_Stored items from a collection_
= Beginning of Section =

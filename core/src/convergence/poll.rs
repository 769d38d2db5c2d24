//! Readiness poller: one observation per call, never waits.
//!
//! A stage that needs a downstream system to converge calls one of these
//! checks and returns `InProgress` when the condition does not hold yet. The
//! scheduler invokes the stage again on a later tick; nothing here sleeps.

use serde_json::Value;
use tracing::debug;

use crate::error::ReconcileResult;
use crate::store::ObjectStore;
use crate::types::context::Context;
use crate::types::object::{Kind, ManagedObject, Selector};
use crate::types::status::StageOutcome;

/// List the objects matching `selector` once and evaluate `condition`.
pub fn check<F>(
    store: &dyn ObjectStore,
    ctx: &Context,
    selector: &Selector,
    condition: F,
) -> ReconcileResult<StageOutcome>
where
    F: FnOnce(&[ManagedObject]) -> bool,
{
    let items = store.list(ctx, selector)?;
    if condition(&items) {
        Ok(StageOutcome::Success)
    } else {
        debug!(selector = %selector, matched = items.len(), "condition not met yet");
        Ok(StageOutcome::InProgress)
    }
}

/// Success once the workload `name` in `namespace` reports a ready replica.
pub fn workload_ready(
    store: &dyn ObjectStore,
    ctx: &Context,
    namespace: &str,
    name: &str,
) -> ReconcileResult<StageOutcome> {
    let selector = Selector::kind(Kind::Deployment).in_namespace(namespace);
    check(store, ctx, &selector, |items| {
        items
            .iter()
            .any(|d| d.identity.name == name && ready_replicas(d) > 0)
    })
}

/// Success once nothing matches `selector`.
pub fn all_absent(
    store: &dyn ObjectStore,
    ctx: &Context,
    selector: &Selector,
) -> ReconcileResult<StageOutcome> {
    check(store, ctx, selector, |items| items.is_empty())
}

fn ready_replicas(object: &ManagedObject) -> i64 {
    object
        .status
        .get("readyReplicas")
        .and_then(Value::as_i64)
        .unwrap_or(0)
}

= End of Section =

_WHAT NEEDS TO BE DONE_
All the lines above must appear again in the answer, word for word.

_WRITTEN RESPONSE_
filename core/src/convergence/poll.rs
repository 769d38d2db5c2d24
//! Readiness poller: one observation per call, never waits.
//!
//! A stage that needs a downstream system to converge calls one of these
//! checks and returns `InProgress` when the condition does not hold yet. The
//! scheduler invokes the stage again on a later tick; nothing here sleeps.

use serde_json::Value;
use tracing::debug;

use crate::error::ReconcileResult;
use crate::store::ObjectStore;
use crate::types::context::Context;
use crate::types::object::{Kind, ManagedObject, Selector};
use crate::types::status::StageOutcome;

/// List the objects matching `selector` once and evaluate `condition`.
pub fn check<F>(
    store: &dyn ObjectStore,
    ctx: &Context,
    selector: &Selector,
    condition: F,
) -> ReconcileResult<StageOutcome>
where
    F: FnOnce(&[ManagedObject]) -> bool,
{
    let items = store.list(ctx, selector)?;
    if condition(&items) {
        Ok(StageOutcome::Success)
    } else {
        debug!(selector = %selector, matched = items.len(), "condition not met yet");
        Ok(StageOutcome::InProgress)
    }
}

/// Success once the workload `name` in `namespace` reports a ready replica.
pub fn workload_ready(
    store: &dyn ObjectStore,
    ctx: &Context,
    namespace: &str,
    name: &str,
) -> ReconcileResult<StageOutcome> {
    let selector = Selector::kind(Kind::Deployment).in_namespace(namespace);
    check(store, ctx, &selector, |items| {
        items
            .iter()
            .any(|d| d.identity.name == name && ready_replicas(d) > 0)
    })
}

/// Success once nothing matches `selector`.
pub fn all_absent(
    store: &dyn ObjectStore,
    ctx: &Context,
    selector: &Selector,
) -> ReconcileResult<StageOutcome> {
    check(store, ctx, selector, |items| items.is_empty())
}

fn ready_replicas(object: &ManagedObject) -> i64 {
    object
        .status
        .get("readyReplicas")
        .and_then(Value::as_i64)
        .unwrap_or(0)
}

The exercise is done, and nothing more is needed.